A la lumière d’une motion aujourd’hui au Parlement appelant le gouvernement canadien à “condamner toute tentative d’organisations canadiennes, groupes ou individus visant à promouvoir le mouvement BDS [Boycott, Désinvestissement et Sanctions]” en lien avec Israël, le Conseil national des relations canado-arabes (CNRCA) invite les Canadiens à se référer à l’histoire louable que leur pays entretient avec les mouvements BDS et à la relation de longue durée entre ces mouvements et les principes canadiens démocratiques.

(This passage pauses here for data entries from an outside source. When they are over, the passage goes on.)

use dashmap::DashSet;

/// Ids of workers that have announced themselves. Insert-only, used for
/// observability; workers pick their own work by pulling.
#[derive(Debug, Default)]
pub struct WorkerRegistry {
    workers: DashSet<String>,
}

impl WorkerRegistry {
    pub fn new() -> Self {
        Self::default()
    }

    /// Returns `true` if the id was not registered before.
    pub fn register(&self, worker_id: &str) -> bool {
        self.workers.insert(worker_id.to_string())
    }

    pub fn contains(&self, worker_id: &str) -> bool {
        self.workers.contains(worker_id)
    }

    pub fn len(&self) -> usize {
        self.workers.len()
    }

    pub fn is_empty(&self) -> bool {
        self.workers.is_empty()
    }

    /// Registered ids in lexical order.
    pub fn ids(&self) -> Vec<String> {
        let mut ids: Vec<String> = self.workers.iter().map(|id| id.key().clone()).collect();
        ids.sort();
        ids
    }
}
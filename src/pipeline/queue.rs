//! Bounded FIFO between the ingestion tailer and the dispatcher.
//!
//! This is the only backpressure point in the pipeline: when workers stop
//! pulling, [`BatchQueue::enqueue`] parks the producer until a slot frees up.
//! Nothing is ever dropped by the queue itself.

use std::sync::Mutex;
use std::sync::atomic::{AtomicBool, Ordering};

use anyhow::{Result, anyhow};
use tokio::sync::mpsc;
use tokio_util::sync::CancellationToken;

use crate::model::Datagram;

pub struct BatchQueue {
    tx: mpsc::Sender<Vec<Datagram>>,
    rx: Mutex<mpsc::Receiver<Vec<Datagram>>>,
    capacity: usize,
    producing: AtomicBool,
}

impl BatchQueue {
    /// Creates a queue holding at most `capacity` batches (minimum 1).
    pub fn new(capacity: usize) -> Self {
        let capacity = capacity.max(1);
        let (tx, rx) = mpsc::channel(capacity);
        Self {
            tx,
            rx: Mutex::new(rx),
            capacity,
            producing: AtomicBool::new(true),
        }
    }

    /// Appends a batch, waiting for a free slot when the queue is full.
    pub async fn enqueue(&self, batch: Vec<Datagram>) -> Result<()> {
        self.tx
            .send(batch)
            .await
            .map_err(|_| anyhow!("batch queue receiver dropped"))
    }

    /// Like [`BatchQueue::enqueue`], but gives the batch back if `cancel`
    /// fires while waiting for a slot.
    pub async fn enqueue_until(
        &self,
        batch: Vec<Datagram>,
        cancel: &CancellationToken,
    ) -> Result<Option<Vec<Datagram>>> {
        let permit = tokio::select! {
            biased;
            permit = self.tx.reserve() => {
                permit.map_err(|_| anyhow!("batch queue receiver dropped"))?
            }
            _ = cancel.cancelled() => return Ok(Some(batch)),
        };
        permit.send(batch);
        Ok(None)
    }

    /// Pops the oldest batch without waiting. `None` when nothing is ready.
    pub fn try_dequeue(&self) -> Option<Vec<Datagram>> {
        let mut rx = self.rx.lock().unwrap_or_else(|poisoned| poisoned.into_inner());
        rx.try_recv().ok()
    }

    /// Number of buffered batches.
    pub fn len(&self) -> usize {
        self.capacity - self.tx.capacity()
    }

    pub fn is_empty(&self) -> bool {
        self.len() == 0
    }

    pub fn capacity(&self) -> usize {
        self.capacity
    }

    /// Marks the producer as finished; buffered batches stay available.
    pub fn finish_producing(&self) {
        self.producing.store(false, Ordering::Release);
    }

    pub fn is_producing(&self) -> bool {
        self.producing.load(Ordering::Acquire)
    }
}
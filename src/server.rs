//! Wires the server-side components together and runs the three endpoints.

use std::net::SocketAddr;
use std::sync::Arc;
use std::time::Duration;

use anyhow::{Context, Result};
use tokio::task::JoinHandle;
use tokio_util::sync::CancellationToken;
use tracing::{error, info, warn};

use crate::aggregator::Aggregator;
use crate::config::PipelineConfig;
use crate::dispatch::Dispatcher;
use crate::ingest::{DatagramRepository, IngestReceiver};
use crate::pipeline::{BatchQueue, FileSource, Tailer};
use crate::query::QueryService;
use crate::rpc::server::{bind, serve};
use crate::rpc::{QueryState, dispatch_router, ingest_router, query_router};
use crate::stats::StatsCollector;

/// A running server. Dropping it leaves the tasks running; call [`ServerHandle::shutdown`].
pub struct ServerHandle {
    pub ingest_addr: SocketAddr,
    pub dispatch_addr: SocketAddr,
    pub query_addr: SocketAddr,
    pub aggregator: Arc<Aggregator>,
    pub dispatcher: Arc<Dispatcher>,
    pub query: QueryService,
    pub stats: StatsCollector,
    tail_cancel: CancellationToken,
    serve_cancel: CancellationToken,
    tailer: JoinHandle<Result<()>>,
    tasks: Vec<JoinHandle<Result<()>>>,
    flush_timeout: Duration,
}

/// Builds every component, binds the endpoints and spawns the tailer.
#[tracing::instrument(skip_all, fields(data_file = %config.data_file.display()))]
pub async fn start(config: &PipelineConfig) -> Result<ServerHandle> {
    config.validate()?;

    let repository = Arc::new(
        DatagramRepository::open(&config.data_file).context("opening datagram repository")?,
    );
    let receiver = Arc::new(IngestReceiver::new(repository));
    let queue = Arc::new(BatchQueue::new(config.queue_capacity));
    let aggregator = Arc::new(Aggregator::new(config.reject_duplicate_batches));
    let dispatcher = Arc::new(Dispatcher::new(queue.clone(), aggregator.clone()));
    let query = QueryService::new(aggregator.clone());

    let tailer = Tailer::new(FileSource::new(&config.data_file), queue.clone(), config.tailer());
    let stats = StatsCollector {
        receiver: receiver.clone(),
        tailer: tailer.stats(),
        queue,
        dispatcher: dispatcher.clone(),
        aggregator: aggregator.clone(),
    };

    let ingest_listener = bind(&config.ingest_addr).await?;
    let dispatch_listener = bind(&config.dispatch_addr).await?;
    let query_listener = bind(&config.query_addr).await?;
    let ingest_addr = ingest_listener.local_addr()?;
    let dispatch_addr = dispatch_listener.local_addr()?;
    let query_addr = query_listener.local_addr()?;

    let tail_cancel = CancellationToken::new();
    let serve_cancel = CancellationToken::new();

    let tailer = tokio::spawn(tailer.run(tail_cancel.clone()));
    let mut tasks = vec![
        tokio::spawn(serve(
            "ingest",
            ingest_listener,
            ingest_router(receiver),
            serve_cancel.clone(),
        )),
        tokio::spawn(serve(
            "dispatch",
            dispatch_listener,
            dispatch_router(dispatcher.clone()),
            serve_cancel.clone(),
        )),
        tokio::spawn(serve(
            "query",
            query_listener,
            query_router(QueryState {
                query: query.clone(),
                stats: Some(stats.clone()),
            }),
            serve_cancel.clone(),
        )),
    ];

    if config.stats_interval_secs > 0 {
        tasks.push(tokio::spawn(log_stats(
            stats.clone(),
            config.stats_interval(),
            serve_cancel.clone(),
        )));
    }

    info!(%ingest_addr, %dispatch_addr, %query_addr, "Server started");

    Ok(ServerHandle {
        ingest_addr,
        dispatch_addr,
        query_addr,
        aggregator,
        dispatcher,
        query,
        stats,
        tail_cancel,
        serve_cancel,
        tailer,
        tasks,
        flush_timeout: Duration::from_secs(config.flush_timeout_secs),
    })
}

async fn log_stats(
    stats: StatsCollector,
    every: Duration,
    cancel: CancellationToken,
) -> Result<()> {
    let mut ticker = tokio::time::interval(every);
    // first tick completes immediately
    ticker.tick().await;
    loop {
        tokio::select! {
            _ = cancel.cancelled() => return Ok(()),
            _ = ticker.tick() => stats.collect().log(),
        }
    }
}

impl ServerHandle {
    /// Stops ingestion, tells workers no more work is coming, then closes
    /// the endpoints once in-flight requests finish.
    pub async fn shutdown(self) -> Result<()> {
        info!("Shutting down server");
        self.tail_cancel.cancel();

        // the tailer may still be waiting on a full queue; give it the flush window plus slack
        let grace = self.flush_timeout + Duration::from_secs(1);
        match tokio::time::timeout(grace, self.tailer).await {
            Ok(Ok(Ok(()))) => {}
            Ok(Ok(Err(e))) => error!(error = %e, "Tailer failed"),
            Ok(Err(e)) => error!(error = %e, "Tailer task panicked"),
            Err(_) => warn!("Tailer did not stop in time"),
        }

        self.dispatcher.stop();
        self.serve_cancel.cancel();

        for task in self.tasks {
            match task.await {
                Ok(Ok(())) => {}
                Ok(Err(e)) => error!(error = %e, "Endpoint failed"),
                Err(e) => error!(error = %e, "Endpoint task panicked"),
            }
        }

        self.stats.collect().log();
        info!("Server stopped");
        Ok(())
    }
}
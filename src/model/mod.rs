//! Shared data model: datagrams, batches, arc keys and partial results.

pub mod arc;
pub mod batch;
pub mod datagram;

pub use arc::{ArcAccumulator, ArcKey, ArcKeyParseError};
pub use batch::{ArcResult, Batch, NO_BATCH_ID, PartialResult};
pub use datagram::{Datagram, DatagramParseError, TripKey};
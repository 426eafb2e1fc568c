//! Single producer that tails the datagram source into the batch queue.

use std::collections::VecDeque;
use std::sync::Arc;
use std::sync::atomic::{AtomicU64, Ordering};
use std::time::Duration;

use anyhow::Result;
use serde::Serialize;
use tokio_util::sync::CancellationToken;
use tracing::{debug, info, warn};

use super::queue::BatchQueue;
use super::source::{RecordSource, SourceRead};
use crate::model::Datagram;
use crate::model::datagram::is_header_line;

#[derive(Debug, Clone)]
pub struct TailerConfig {
    pub batch_size: usize,
    /// Sleep after a read that found nothing new.
    pub idle_backoff: Duration,
    /// Sleep while the source does not exist, and after read errors.
    pub missing_backoff: Duration,
    /// How long the final partial-batch flush may wait for queue space.
    pub flush_timeout: Duration,
}

impl Default for TailerConfig {
    fn default() -> Self {
        Self {
            batch_size: 10_000,
            idle_backoff: Duration::from_millis(500),
            missing_backoff: Duration::from_secs(1),
            flush_timeout: Duration::from_secs(5),
        }
    }
}

/// Running counters, shared with the stats reporter.
#[derive(Debug, Default)]
pub struct TailerStats {
    pub records_ingested: AtomicU64,
    pub records_malformed: AtomicU64,
    pub batches_enqueued: AtomicU64,
    pub offset: AtomicU64,
}

#[derive(Debug, Clone, Copy, Default, Serialize)]
pub struct TailerSnapshot {
    pub records_ingested: u64,
    pub records_malformed: u64,
    pub batches_enqueued: u64,
    pub offset: u64,
}

impl TailerStats {
    pub fn snapshot(&self) -> TailerSnapshot {
        TailerSnapshot {
            records_ingested: self.records_ingested.load(Ordering::Relaxed),
            records_malformed: self.records_malformed.load(Ordering::Relaxed),
            batches_enqueued: self.batches_enqueued.load(Ordering::Relaxed),
            offset: self.offset.load(Ordering::Relaxed),
        }
    }
}

/// Result of one read-and-batch pass.
#[derive(Debug, Clone, Copy, PartialEq, Eq)]
pub enum Step {
    Missing,
    Idle,
    Consumed { records: usize },
}

pub struct Tailer<S> {
    source: S,
    queue: Arc<BatchQueue>,
    config: TailerConfig,
    offset: u64,
    current: Vec<Datagram>,
    /// Full batches not yet accepted by the queue.
    ready: VecDeque<Vec<Datagram>>,
    stats: Arc<TailerStats>,
}

impl<S: RecordSource> Tailer<S> {
    pub fn new(source: S, queue: Arc<BatchQueue>, config: TailerConfig) -> Self {
        let batch_size = config.batch_size.max(1);
        Self {
            source,
            queue,
            config: TailerConfig {
                batch_size,
                ..config
            },
            offset: 0,
            current: Vec::with_capacity(batch_size),
            ready: VecDeque::new(),
            stats: Arc::new(TailerStats::default()),
        }
    }

    pub fn stats(&self) -> Arc<TailerStats> {
        self.stats.clone()
    }

    /// Offset just past the last consumed record. Never moves backwards.
    pub fn offset(&self) -> u64 {
        self.offset
    }

    /// Datagrams accumulated towards the next batch.
    pub fn pending(&self) -> usize {
        self.current.len()
    }

    /// Reads whatever complete records are available and enqueues every full batch.
    pub async fn step(&mut self) -> Result<Step> {
        self.step_until(&CancellationToken::new()).await
    }

    /// Same as [`Tailer::step`], but stops waiting on a full queue once
    /// `cancel` fires. Batches that did not fit are kept for [`Tailer::flush`].
    pub async fn step_until(&mut self, cancel: &CancellationToken) -> Result<Step> {
        if !self.drain_ready(cancel).await? {
            return Ok(Step::Consumed { records: 0 });
        }

        let (lines, next_offset) = match self.source.read_from(self.offset).await? {
            SourceRead::Missing => return Ok(Step::Missing),
            SourceRead::Idle => return Ok(Step::Idle),
            SourceRead::Lines { lines, next_offset } => (lines, next_offset),
        };

        let at_start = self.offset == 0;
        let mut records = 0;

        for (i, line) in lines.iter().enumerate() {
            if i == 0 && at_start && is_header_line(line) {
                debug!("Skipping header record");
                continue;
            }
            if line.trim().is_empty() {
                continue;
            }

            match Datagram::from_csv_line(line) {
                Ok(datagram) => {
                    records += 1;
                    self.stats.records_ingested.fetch_add(1, Ordering::Relaxed);
                    self.current.push(datagram);
                    if self.current.len() >= self.config.batch_size {
                        let batch = std::mem::replace(
                            &mut self.current,
                            Vec::with_capacity(self.config.batch_size),
                        );
                        self.ready.push_back(batch);
                    }
                }
                Err(e) => {
                    let malformed = self.stats.records_malformed.fetch_add(1, Ordering::Relaxed) + 1;
                    debug!(error = %e, "Dropping malformed record");
                    if malformed == 1 || malformed % 1000 == 0 {
                        warn!(malformed, error = %e, "Malformed records dropped");
                    }
                }
            }
        }

        self.offset = next_offset;
        self.stats.offset.store(next_offset, Ordering::Relaxed);
        self.drain_ready(cancel).await?;
        Ok(Step::Consumed { records })
    }

    /// Sends ready batches in order. Returns false if `cancel` fired first.
    async fn drain_ready(&mut self, cancel: &CancellationToken) -> Result<bool> {
        while let Some(batch) = self.ready.pop_front() {
            let size = batch.len();
            if let Some(batch) = self.queue.enqueue_until(batch, cancel).await? {
                self.ready.push_front(batch);
                return Ok(false);
            }
            self.record_enqueued(size);
        }
        Ok(true)
    }

    /// Enqueues unsent full batches, then the partial batch, if any.
    pub async fn flush(&mut self) -> Result<()> {
        while let Some(batch) = self.ready.pop_front() {
            let size = batch.len();
            self.queue.enqueue(batch).await?;
            self.record_enqueued(size);
        }
        if self.current.is_empty() {
            return Ok(());
        }
        let batch = std::mem::take(&mut self.current);
        let size = batch.len();
        self.queue.enqueue(batch).await?;
        self.record_enqueued(size);
        Ok(())
    }

    fn record_enqueued(&self, size: usize) {
        let batches = self.stats.batches_enqueued.fetch_add(1, Ordering::Relaxed) + 1;

        debug!(size, "Batch enqueued");
        if batches % 10 == 0 {
            info!(
                batches,
                records = self.stats.records_ingested.load(Ordering::Relaxed),
                queued = self.queue.len(),
                capacity = self.queue.capacity(),
                "Tailer progress"
            );
        }
    }

    /// Tails the source until `cancel` fires, then flushes whatever is still
    /// unsent within `flush_timeout` and marks the queue as no longer producing.
    #[tracing::instrument(skip_all, fields(source = %self.source.describe(), batch_size = self.config.batch_size))]
    pub async fn run(mut self, cancel: CancellationToken) -> Result<()> {
        info!("Tailer started");
        let mut quiet_polls: u64 = 0;

        while !cancel.is_cancelled() {
            let backoff = match self.step_until(&cancel).await {
                Ok(Step::Consumed { .. }) => {
                    quiet_polls = 0;
                    continue;
                }
                Ok(Step::Missing) => {
                    if quiet_polls % 20 == 0 {
                        info!("Waiting for source to appear");
                    }
                    quiet_polls += 1;
                    self.config.missing_backoff
                }
                Ok(Step::Idle) => {
                    quiet_polls += 1;
                    if quiet_polls % 60 == 0 {
                        info!(offset = self.offset, "Waiting for more data");
                    }
                    self.config.idle_backoff
                }
                Err(e) => {
                    warn!(error = %e, "Source read failed, retrying");
                    self.config.missing_backoff
                }
            };

            tokio::select! {
                _ = cancel.cancelled() => break,
                _ = tokio::time::sleep(backoff) => {}
            }
        }

        let pending = self.current.len() + self.ready.iter().map(Vec::len).sum::<usize>();
        let unsent_batches = self.ready.len() + usize::from(!self.current.is_empty());
        match tokio::time::timeout(self.config.flush_timeout, self.flush()).await {
            Ok(Ok(())) => {}
            Ok(Err(e)) => warn!(error = %e, pending, "Final flush failed"),
            Err(_) => warn!(
                pending,
                unsent_batches,
                "Queue stayed full during shutdown, unsent datagrams dropped"
            ),
        }
        self.queue.finish_producing();

        let stats = self.stats.snapshot();
        info!(
            records = stats.records_ingested,
            malformed = stats.records_malformed,
            batches = stats.batches_enqueued,
            "Tailer stopped"
        );
        Ok(())
    }
}
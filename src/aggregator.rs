//! Process-wide per-arc speed aggregate.
//!
//! Partial results from any number of workers are merged concurrently. Each
//! arc lives in its own `DashMap` entry, so a merge locks only the shard that
//! holds the key and sum/count always move together.

use std::sync::atomic::{AtomicU64, Ordering};

use dashmap::{DashMap, DashSet};
use tracing::{info, warn};

use crate::model::{ArcAccumulator, ArcKey, PartialResult};

/// What [`Aggregator::merge`] did with a partial result.
#[derive(Debug, Clone, Copy, PartialEq, Eq)]
pub enum MergeOutcome {
    Applied { arcs: usize },
    /// The batch id was already merged and duplicates are rejected.
    Duplicate,
}

pub struct Aggregator {
    arcs: DashMap<ArcKey, ArcAccumulator>,
    merged_batches: DashSet<i64>,
    reject_duplicates: bool,
    batches_merged: AtomicU64,
    results_received: AtomicU64,
    duplicates_rejected: AtomicU64,
}

impl Default for Aggregator {
    fn default() -> Self {
        Self::new(true)
    }
}

impl Aggregator {
    /// With `reject_duplicates` off, re-submitting a batch counts it twice.
    pub fn new(reject_duplicates: bool) -> Self {
        Self {
            arcs: DashMap::with_capacity(1024),
            merged_batches: DashSet::new(),
            reject_duplicates,
            batches_merged: AtomicU64::new(0),
            results_received: AtomicU64::new(0),
            duplicates_rejected: AtomicU64::new(0),
        }
    }

    /// Adds every arc of `result` into the running sums.
    pub fn merge(&self, result: &PartialResult) -> MergeOutcome {
        if self.reject_duplicates
            && result.batch_id >= 0
            && !self.merged_batches.insert(result.batch_id)
        {
            self.duplicates_rejected.fetch_add(1, Ordering::Relaxed);
            warn!(
                batch_id = result.batch_id,
                worker_id = %result.worker_id,
                "Duplicate partial result ignored"
            );
            return MergeOutcome::Duplicate;
        }

        for arc in &result.arcs {
            *self.arcs.entry(arc.arc_key).or_default() += arc.accumulator();
        }

        self.results_received
            .fetch_add(result.arcs.len() as u64, Ordering::Relaxed);
        let merged = self.batches_merged.fetch_add(1, Ordering::Relaxed) + 1;
        if merged % 10 == 0 {
            info!(
                batches = merged,
                arcs = self.arcs.len(),
                results = self.results_received.load(Ordering::Relaxed),
                "Aggregator progress"
            );
        }

        MergeOutcome::Applied {
            arcs: result.arcs.len(),
        }
    }

    /// Consistent copy of one arc's sum and count.
    pub fn accumulator(&self, key: &ArcKey) -> Option<ArcAccumulator> {
        self.arcs.get(key).map(|entry| *entry.value())
    }

    /// Average speed in km/h, `None` when the arc has no observations.
    pub fn average_speed(&self, key: &ArcKey) -> Option<f64> {
        self.accumulator(key).and_then(|acc| acc.average())
    }

    pub fn sum(&self, key: &ArcKey) -> f64 {
        self.accumulator(key).unwrap_or_default().sum_speeds_kmh
    }

    pub fn count(&self, key: &ArcKey) -> u64 {
        self.accumulator(key).unwrap_or_default().observation_count
    }

    pub fn arc_keys(&self) -> Vec<ArcKey> {
        self.arcs.iter().map(|entry| *entry.key()).collect()
    }

    /// Per-key consistent copy of all arcs. Not a point-in-time view across keys.
    pub fn snapshot(&self) -> Vec<(ArcKey, ArcAccumulator)> {
        self.arcs
            .iter()
            .map(|entry| (*entry.key(), *entry.value()))
            .collect()
    }

    pub fn arc_count(&self) -> usize {
        self.arcs.len()
    }

    pub fn batches_merged(&self) -> u64 {
        self.batches_merged.load(Ordering::Relaxed)
    }

    pub fn results_received(&self) -> u64 {
        self.results_received.load(Ordering::Relaxed)
    }

    pub fn duplicates_rejected(&self) -> u64 {
        self.duplicates_rejected.load(Ordering::Relaxed)
    }

    /// Administrative wipe of all state. Not reachable over RPC.
    pub fn reset(&self) {
        self.arcs.clear();
        self.merged_batches.clear();
        self.batches_merged.store(0, Ordering::Relaxed);
        self.results_received.store(0, Ordering::Relaxed);
        self.duplicates_rejected.store(0, Ordering::Relaxed);
        info!("Aggregator reset");
    }
}

#[cfg(test)]
mod tests {
    use super::*;
    use crate::model::{ArcResult, NO_BATCH_ID};

    fn result(batch_id: i64, arcs: &[(ArcKey, f64, u64)]) -> PartialResult {
        PartialResult {
            batch_id,
            worker_id: "test-worker".to_string(),
            arcs: arcs
                .iter()
                .map(|&(arc_key, sum_speeds, count)| ArcResult {
                    arc_key,
                    sum_speeds,
                    count,
                })
                .collect(),
        }
    }

    fn sorted_snapshot(agg: &Aggregator) -> Vec<(ArcKey, ArcAccumulator)> {
        let mut snap = agg.snapshot();
        snap.sort_by_key(|(k, _)| *k);
        snap
    }

    #[test]
    fn test_merge_order_does_not_matter() {
        let a = ArcKey::new(1, 10, 20);
        let b = ArcKey::new(1, 20, 30);
        let c = ArcKey::new(2, 5, 6);
        let p1 = result(1, &[(a, 30.5, 1), (b, 40.0, 2)]);
        let p2 = result(2, &[(a, 12.25, 3), (c, 18.0, 1)]);

        let forward = Aggregator::new(true);
        forward.merge(&p1);
        forward.merge(&p2);

        let backward = Aggregator::new(true);
        backward.merge(&p2);
        backward.merge(&p1);

        assert_eq!(sorted_snapshot(&forward), sorted_snapshot(&backward));
        assert_eq!(forward.count(&a), 4);
        assert_eq!(forward.sum(&a), 42.75);
    }

    #[test]
    fn test_repeated_observation_average_is_exact() {
        let key = ArcKey::new(3, 1, 2);
        let agg = Aggregator::new(false);
        for i in 0..500 {
            agg.merge(&result(i, &[(key, 10.0, 1)]));
        }
        assert_eq!(agg.average_speed(&key), Some(10.0));
        assert_eq!(agg.count(&key), 500);
    }

    #[test]
    fn test_unknown_arc_has_no_data() {
        let agg = Aggregator::default();
        let key = ArcKey::new(9, 9, 9);
        assert_eq!(agg.average_speed(&key), None);
        assert_eq!(agg.count(&key), 0);
        assert_eq!(agg.sum(&key), 0.0);
    }

    #[test]
    fn test_duplicate_batch_rejected() {
        let key = ArcKey::new(1, 1, 2);
        let agg = Aggregator::new(true);
        let p = result(5, &[(key, 20.0, 1)]);

        assert_eq!(agg.merge(&p), MergeOutcome::Applied { arcs: 1 });
        assert_eq!(agg.merge(&p), MergeOutcome::Duplicate);
        assert_eq!(agg.count(&key), 1);
        assert_eq!(agg.duplicates_rejected(), 1);
        assert_eq!(agg.batches_merged(), 1);
    }

    #[test]
    fn test_duplicates_double_count_when_allowed() {
        let key = ArcKey::new(1, 1, 2);
        let agg = Aggregator::new(false);
        let p = result(5, &[(key, 20.0, 1)]);
        agg.merge(&p);
        agg.merge(&p);
        assert_eq!(agg.count(&key), 2);
        assert_eq!(agg.average_speed(&key), Some(20.0));
    }

    #[test]
    fn test_sentinel_batch_ids_are_never_deduplicated() {
        let key = ArcKey::new(1, 1, 2);
        let agg = Aggregator::new(true);
        let p = result(NO_BATCH_ID, &[(key, 20.0, 1)]);

        assert_eq!(agg.merge(&p), MergeOutcome::Applied { arcs: 1 });
        assert_eq!(agg.merge(&p), MergeOutcome::Applied { arcs: 1 });
        assert_eq!(agg.count(&key), 2);
        assert_eq!(agg.sum(&key), 40.0);
        assert_eq!(agg.duplicates_rejected(), 0);
    }

    #[test]
    fn test_arc_keys_lists_every_merged_arc() {
        let agg = Aggregator::default();
        assert!(agg.arc_keys().is_empty());

        let a = ArcKey::new(1, 1, 2);
        let b = ArcKey::new(4, 2, 3);
        agg.merge(&result(1, &[(a, 10.0, 1), (b, 20.0, 1)]));
        agg.merge(&result(2, &[(a, 15.0, 1)]));

        let mut keys = agg.arc_keys();
        keys.sort();
        assert_eq!(keys, vec![a, b]);
        assert_eq!(agg.arc_count(), 2);
    }

    #[test]
    fn test_concurrent_merges_lose_nothing() {
        let agg = Aggregator::new(true);
        let keys = [ArcKey::new(1, 1, 2), ArcKey::new(1, 2, 3), ArcKey::new(2, 7, 8)];

        std::thread::scope(|scope| {
            for worker in 0..8i64 {
                let agg = &agg;
                scope.spawn(move || {
                    for i in 0..250i64 {
                        let batch_id = worker * 1000 + i;
                        agg.merge(&result(
                            batch_id,
                            &[(keys[0], 10.0, 1), (keys[1], 20.0, 2), (keys[2], 30.0, 1)],
                        ));
                    }
                });
            }
        });

        assert_eq!(agg.batches_merged(), 2000);
        assert_eq!(agg.count(&keys[0]), 2000);
        assert_eq!(agg.sum(&keys[0]), 20_000.0);
        assert_eq!(agg.count(&keys[1]), 4000);
        assert_eq!(agg.average_speed(&keys[1]), Some(10.0));
        assert_eq!(agg.average_speed(&keys[2]), Some(30.0));
    }

    #[test]
    fn test_reset_clears_everything() {
        let agg = Aggregator::new(true);
        let p = result(1, &[(ArcKey::new(1, 2, 3), 5.0, 1)]);
        agg.merge(&p);
        agg.reset();
        assert_eq!(agg.arc_count(), 0);
        assert_eq!(agg.batches_merged(), 0);
        assert_eq!(agg.merge(&p), MergeOutcome::Applied { arcs: 1 });
    }
}
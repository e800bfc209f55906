//! Application configuration module.
//!
//! Manages the TOML config file holding the TMDB base URL and
//! response cache tuning.

#[allow(clippy::module_inception)]
mod config;
mod paths;

#[allow(clippy::module_name_repetitions)]
pub use config::AppConfig;
pub use paths::resolve_config_path;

Le BDS est une campagne non-violente soutenant des méthodes éprouvées d’objection de conscience afin d’encourage Israël à respecter les normes internationales. Précédemment, les Canadiens ont encouragés les mouvements de BDS visant de nombreux pays. Les Églises, ONGs, universités et unions canadiennes ont été des acteurs importants des mouvements BDS contre l’apartheid sud africain. Aucun pays ne devrait être à l’abris de tels examens publics légitimes et de telles actions pouvant encourager les États contrevenant aux droits humains à changer leurs politiques.

Dans ces fondements, le vote sur la motion anti-BDS irait contre l’esprit de liberté d’expression, un droit inscrit dans la Charte des droits et libertés du Canada. Les gouvernements démocratiques ne tentent pas communément de dicter des visions politiques à leurs citoyens. Le Président du CNRCA, Gabriel Fahel nous rappelle que “la liberté d’expression et d’objection de conscience d’acheter des produits provenant de certains pays contrevenant aux normes internationales sont des valeurs fondamentales dans une société libre et démocratique”.

Le CNRCA soutient que le droit à la liberté d’expression des Canadiens inscrit dans la charte doit être protégé et considéré en priorité dans les débats en faveur ou contre le BDS.